On August 3, 2010, police obtained additional cell phone records that included CSLI [Note 3] for the same three numbers belonging to Hall, the defendant, and the defendant's wife. [Note 4] The defendant's CSLI placed him at the victim's hotel, at the commuter lot where the rental vehicle was found, and in the location where the victim's body would later be discovered, at relevant times on the night of the murder. The CSLI also showed that Hall's cell phone and the defendant's cell phone traveled together throughout the evening of July 27.

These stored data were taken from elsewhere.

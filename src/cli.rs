// src/cli.rs
//! CLI argument parsing via `clap`.

use clap::{Parser, Subcommand};
use std::path::PathBuf;

#[derive(Parser)]
#[command(
    name = "sensei",
    version,
    about = "Beginner-oriented checker for small code snippets"
)]
pub struct Cli {
    #[command(subcommand)]
    pub command: Commands,

    /// Override the directory holding history and points files
    #[arg(long, global = true, value_name = "DIR")]
    pub data_dir: Option<PathBuf>,
}

#[derive(Subcommand)]
pub enum Commands {
    /// Analyze a snippet for common beginner mistakes
    Analyze {
        /// Snippet text; when omitted, reads --file or stdin
        snippet: Option<String>,
        /// Read the snippet from a file instead of the argument or stdin
        #[arg(long, value_name = "FILE")]
        file: Option<PathBuf>,
        /// Emit findings as JSON
        #[arg(long)]
        json: bool,
        /// Skip the history record and the reward point for this run
        #[arg(long)]
        no_save: bool,
    },
    /// Show stored analysis sessions, newest first
    History {
        /// Show at most N sessions
        #[arg(long, value_name = "N")]
        limit: Option<usize>,
        /// Emit sessions as JSON
        #[arg(long)]
        json: bool,
    },
    /// Show reward points and the level they map to
    Points {
        /// Reset the counter to zero first
        #[arg(long)]
        reset: bool,
        /// Emit points and level as JSON
        #[arg(long)]
        json: bool,
    },
}
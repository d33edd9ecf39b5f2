// src/types.rs
use serde::Serialize;

/// Headline stored for a run that produced no findings at all.
pub const NO_ANALYSIS_HEADLINE: &str = "No analysis";

/// One reported result of an analysis run: an issue, or the informational
/// entry emitted when the snippet is clean.
#[derive(Debug, Clone, PartialEq, Eq, Serialize)]
pub struct Finding {
    pub title: String,
    pub explanation: String,
    /// Suggested remediation; empty when no fix is offered.
    pub fix: String,
    pub is_issue: bool,
}

impl Finding {
    /// Creates a finding for an actual problem.
    #[must_use]
    pub fn issue(
        title: impl Into<String>,
        explanation: impl Into<String>,
        fix: impl Into<String>,
    ) -> Self {
        Self {
            title: title.into(),
            explanation: explanation.into(),
            fix: fix.into(),
            is_issue: true,
        }
    }

    /// Creates an informational finding (e.g., the clean-snippet message).
    #[must_use]
    pub fn info(
        title: impl Into<String>,
        explanation: impl Into<String>,
        fix: impl Into<String>,
    ) -> Self {
        Self {
            title: title.into(),
            explanation: explanation.into(),
            fix: fix.into(),
            is_issue: false,
        }
    }
}

/// Summary fields handed to the history store after an analysis run.
#[derive(Debug, Clone, PartialEq, Eq, Serialize)]
pub struct AnalysisSummary {
    pub code_length: usize,
    pub issue_count: usize,
    /// Title of the first finding, or [`NO_ANALYSIS_HEADLINE`] when the
    /// sequence is empty.
    pub headline: String,
}

impl AnalysisSummary {
    #[must_use]
    pub fn of(source: &str, findings: &[Finding]) -> Self {
        Self {
            code_length: source.chars().count(),
            issue_count: findings.iter().filter(|f| f.is_issue).count(),
            headline: findings
                .first()
                .map_or_else(|| NO_ANALYSIS_HEADLINE.to_string(), |f| f.title.clone()),
        }
    }
}

#[cfg(test)]
mod tests {
    use super::*;

    #[test]
    fn summary_counts_chars_not_bytes() {
        let summary = AnalysisSummary::of("héllo", &[]);
        assert_eq!(summary.code_length, 5);
    }

    #[test]
    fn summary_headline_falls_back_to_placeholder() {
        let summary = AnalysisSummary::of("", &[]);
        assert_eq!(summary.headline, NO_ANALYSIS_HEADLINE);
        assert_eq!(summary.issue_count, 0);
    }

    #[test]
    fn summary_uses_first_finding_title() {
        let findings = vec![
            Finding::issue("First", "a", "b"),
            Finding::issue("Second", "c", ""),
        ];
        let summary = AnalysisSummary::of("x = 5", &findings);
        assert_eq!(summary.headline, "First");
        assert_eq!(summary.issue_count, 2);
    }
}
// tests/unit_history.rs
use sensei_core::analysis::analyze;
use sensei_core::history::HistoryStore;
use sensei_core::types::{AnalysisSummary, NO_ANALYSIS_HEADLINE};
use tempfile::TempDir;

fn summary(source: &str) -> AnalysisSummary {
    let findings = analyze(source);
    AnalysisSummary::of(source, &findings)
}

#[test]
fn missing_file_reads_as_empty_history() {
    let dir = TempDir::new().unwrap();
    let store = HistoryStore::in_dir(dir.path());
    assert!(store.sessions().unwrap().is_empty());
}

#[test]
fn record_assigns_sequential_ids() {
    let dir = TempDir::new().unwrap();
    let store = HistoryStore::in_dir(dir.path());

    let first = store.record(&summary("x = 5")).unwrap();
    let second = store.record(&summary("fun main() { println(\"Hello\") }")).unwrap();
    assert_eq!(first.id, 1);
    assert_eq!(second.id, 2);
}

#[test]
fn sessions_come_back_newest_first() {
    let dir = TempDir::new().unwrap();
    let store = HistoryStore::in_dir(dir.path());
    for source in ["x = 5", "foo", "fun main() { println(\"Hello\") }"] {
        store.record(&summary(source)).unwrap();
    }

    let sessions = store.sessions().unwrap();
    let ids: Vec<u64> = sessions.iter().map(|s| s.id).collect();
    assert_eq!(ids, vec![3, 2, 1]);
}

#[test]
fn record_carries_summary_fields() {
    let dir = TempDir::new().unwrap();
    let store = HistoryStore::in_dir(dir.path());

    let source = "x = 5";
    let record = store.record(&summary(source)).unwrap();
    assert_eq!(record.code_length, 5);
    // Missing main plus the undeclared assignment.
    assert_eq!(record.issue_count, 2);
    assert_eq!(record.headline, "Missing main() Function");
}

#[test]
fn empty_analysis_records_the_placeholder_headline() {
    let dir = TempDir::new().unwrap();
    let store = HistoryStore::in_dir(dir.path());

    let record = store.record(&summary("   ")).unwrap();
    assert_eq!(record.headline, NO_ANALYSIS_HEADLINE);
    assert_eq!(record.issue_count, 0);
    assert_eq!(record.code_length, 3);
}

#[test]
fn history_survives_reopening_the_store() {
    let dir = TempDir::new().unwrap();
    HistoryStore::in_dir(dir.path())
        .record(&summary("foo"))
        .unwrap();

    let reopened = HistoryStore::in_dir(dir.path());
    let sessions = reopened.sessions().unwrap();
    assert_eq!(sessions.len(), 1);
    assert_eq!(sessions[0].headline, "Missing main() Function");
}
//! Sensei core library.
//!
//! Sensei scans a small source snippet and reports likely beginner
//! mistakes (typos, unbalanced delimiters, missing entry point, bare
//! identifiers) together with suggested fixes. The heart of the crate is
//! [`analysis::analyze`]; everything else is plumbing around it:
//!
//! - `analysis`: the rule engine (whole-text rules + line rules).
//! - `types`: the `Finding` record and the summary handed to storage.
//! - `history`: append-only store of analysis session summaries.
//! - `rewards`: persisted points counter and the level derived from it.
//! - `reporting`: human/JSON printers for findings, history, and points.
//! - `cli`: argument parsing (the binary uses this).
//! - `store`: data directory resolution and atomic file writes.
//! - `error`: library error type.

pub mod analysis;
pub mod cli;
pub mod error;
pub mod history;
pub mod reporting;
pub mod rewards;
pub mod store;
pub mod types;
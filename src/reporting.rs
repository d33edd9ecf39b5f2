// src/reporting.rs
//! Console output for findings, history, and points.
//!
//! Every printer has a JSON mode that emits the same data via `serde_json`.
//! An empty finding sequence means there was nothing to analyze; it is
//! rendered as a note and never conflated with a clean result.

use crate::error::Result;
use crate::history::SessionRecord;
use crate::rewards::Level;
use crate::types::Finding;
use colored::Colorize;

/// Prints a finding sequence.
///
/// # Errors
/// Returns error if JSON serialization fails.
pub fn print_findings(findings: &[Finding], json: bool) -> Result<()> {
    if json {
        println!("{}", serde_json::to_string_pretty(findings)?);
        return Ok(());
    }
    if findings.is_empty() {
        eprintln!(
            "{} nothing to analyze (empty snippet)",
            "note:".yellow().bold()
        );
        return Ok(());
    }
    for finding in findings {
        if finding.is_issue {
            println!("{} {}", "x".red().bold(), finding.title.red().bold());
        } else {
            println!("{} {}", "+".green().bold(), finding.title.green().bold());
        }
        println!("  {}", finding.explanation);
        if !finding.fix.is_empty() {
            println!("  {} {}", "fix:".cyan().bold(), finding.fix);
        }
    }
    let issues = findings.iter().filter(|f| f.is_issue).count();
    if issues > 0 {
        println!("\n{} issue(s) found", issues.to_string().red().bold());
    }
    Ok(())
}

/// Prints stored sessions, assumed already newest first.
///
/// # Errors
/// Returns error if JSON serialization fails.
pub fn print_history(records: &[SessionRecord], json: bool) -> Result<()> {
    if json {
        println!("{}", serde_json::to_string_pretty(records)?);
        return Ok(());
    }
    if records.is_empty() {
        println!("No stored sessions yet.");
        return Ok(());
    }
    for record in records {
        println!("{} {}", format!("#{}", record.id).bold(), record.headline);
        println!(
            "  {} | {} chars | {} issue(s)",
            record.timestamp.format("%Y-%m-%d %H:%M:%S").to_string().dimmed(),
            record.code_length,
            record.issue_count
        );
    }
    Ok(())
}

/// Prints the points total and the level it maps to.
///
/// # Errors
/// Returns error if JSON serialization fails.
pub fn print_points(points: u64, json: bool) -> Result<()> {
    let level = Level::for_points(points);
    if json {
        println!(
            "{}",
            serde_json::to_string_pretty(&serde_json::json!({
                "points": points,
                "level": level,
            }))?
        );
        return Ok(());
    }
    println!(
        "{} point(s), level: {}",
        points.to_string().bold(),
        level.to_string().green().bold()
    );
    Ok(())
}
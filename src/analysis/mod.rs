// src/analysis/mod.rs
//! Core analysis logic (the rule engine).
//!
//! `analyze` evaluates a fixed table of whole-text rules, then makes one
//! pass over the snippet's lines evaluating the line rule table, and falls
//! back to a single informational finding when nothing fired. The rule
//! tables are process-wide constants; the function is pure with respect to
//! its input and safe to call from concurrent threads.

pub mod line_rules;
pub mod text_rules;

use crate::types::Finding;
use line_rules::LINE_RULES;
use text_rules::TEXT_RULES;

/// Analyzes a source snippet and returns findings in a deterministic order:
/// whole-text rules first (table order), then line rules top to bottom.
///
/// Blank input (empty or all-whitespace) returns an empty vector. This is a
/// distinct signal from the non-empty "clean" result, which is exactly one
/// informational finding.
#[must_use]
pub fn analyze(source: &str) -> Vec<Finding> {
    if source.trim().is_empty() {
        return Vec::new();
    }

    let mut findings: Vec<Finding> = TEXT_RULES
        .iter()
        .filter_map(|rule| (rule.check)(source))
        .collect();

    // `once` rules stay suppressed after their first hit, scoped to this
    // call only. A terminal rule ends evaluation for its line.
    let mut fired = vec![false; LINE_RULES.len()];
    for raw in split_lines(source) {
        let line = raw.trim();
        if line.is_empty() {
            continue;
        }
        for (idx, rule) in LINE_RULES.iter().enumerate() {
            if rule.once && fired[idx] {
                continue;
            }
            let Some(finding) = (rule.check)(line, source) else {
                continue;
            };
            fired[idx] = true;
            findings.push(finding);
            if rule.terminal {
                break;
            }
        }
    }

    if findings.is_empty() {
        findings.push(Finding::info(
            "No Issues Found",
            "No common beginner mistakes detected.",
            "Nice work!",
        ));
    }
    findings
}

/// Splits on `\r\n`, `\n`, or bare `\r`. `str::lines` ignores a lone `\r`,
/// which would fold classic-Mac-terminated input into one line.
fn split_lines(source: &str) -> impl Iterator<Item = &str> {
    source
        .split("\r\n")
        .flat_map(|chunk| chunk.split(['\r', '\n']))
}

#[cfg(test)]
mod tests {
    use super::*;

    #[test]
    fn blank_input_short_circuits() {
        assert!(analyze("").is_empty());
        assert!(analyze("   \n\t\r\n  ").is_empty());
    }

    #[test]
    fn clean_snippet_yields_single_info() {
        let findings = analyze("fun main() { println(\"Hello\") }");
        assert_eq!(findings.len(), 1);
        assert!(!findings[0].is_issue);
        assert_eq!(findings[0].title, "No Issues Found");
    }

    #[test]
    fn split_lines_handles_every_newline_encoding() {
        let lines: Vec<&str> = split_lines("a\nb\r\nc\rd").collect();
        assert_eq!(lines, vec!["a", "b", "c", "d"]);
    }

    #[test]
    fn whole_text_findings_precede_line_findings() {
        // Missing main is a whole-text rule; the bare identifier is a line
        // rule. Table order puts the former first.
        let findings = analyze("foo");
        assert_eq!(findings[0].title, "Missing main() Function");
        assert_eq!(findings[1].title, "Unresolved identifier");
    }
}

The defendant was interviewed by police for the second time on August 3, 2010, at his own request. During the interview, which was recorded, the defendant admitted that he had been having an affair with Hall, but insisted he had been at home the night of the murder. After being confronted with the fact that police had information (based on the CSLI) showing that he was not at home, the defendant stated that he had been driving on the Service Road that night to sell cocaine to a friend named J.D. Lang.
Police interviewed Lang on August 4, 2010. Lang at first stated that he had met up with the defendant the night of the murder, but later admitted that he had been lying and that the defendant had called him and asked him to give that false story if someone called asking about him. Police also interviewed Senene again on August 4, 2010. Senene then told police that on July 29, the defendant had requested that Senene meet him at his house, and when Senene arrived, the defendant had asked him to lie and say he was with the defendant the night of July 27. Senene refused.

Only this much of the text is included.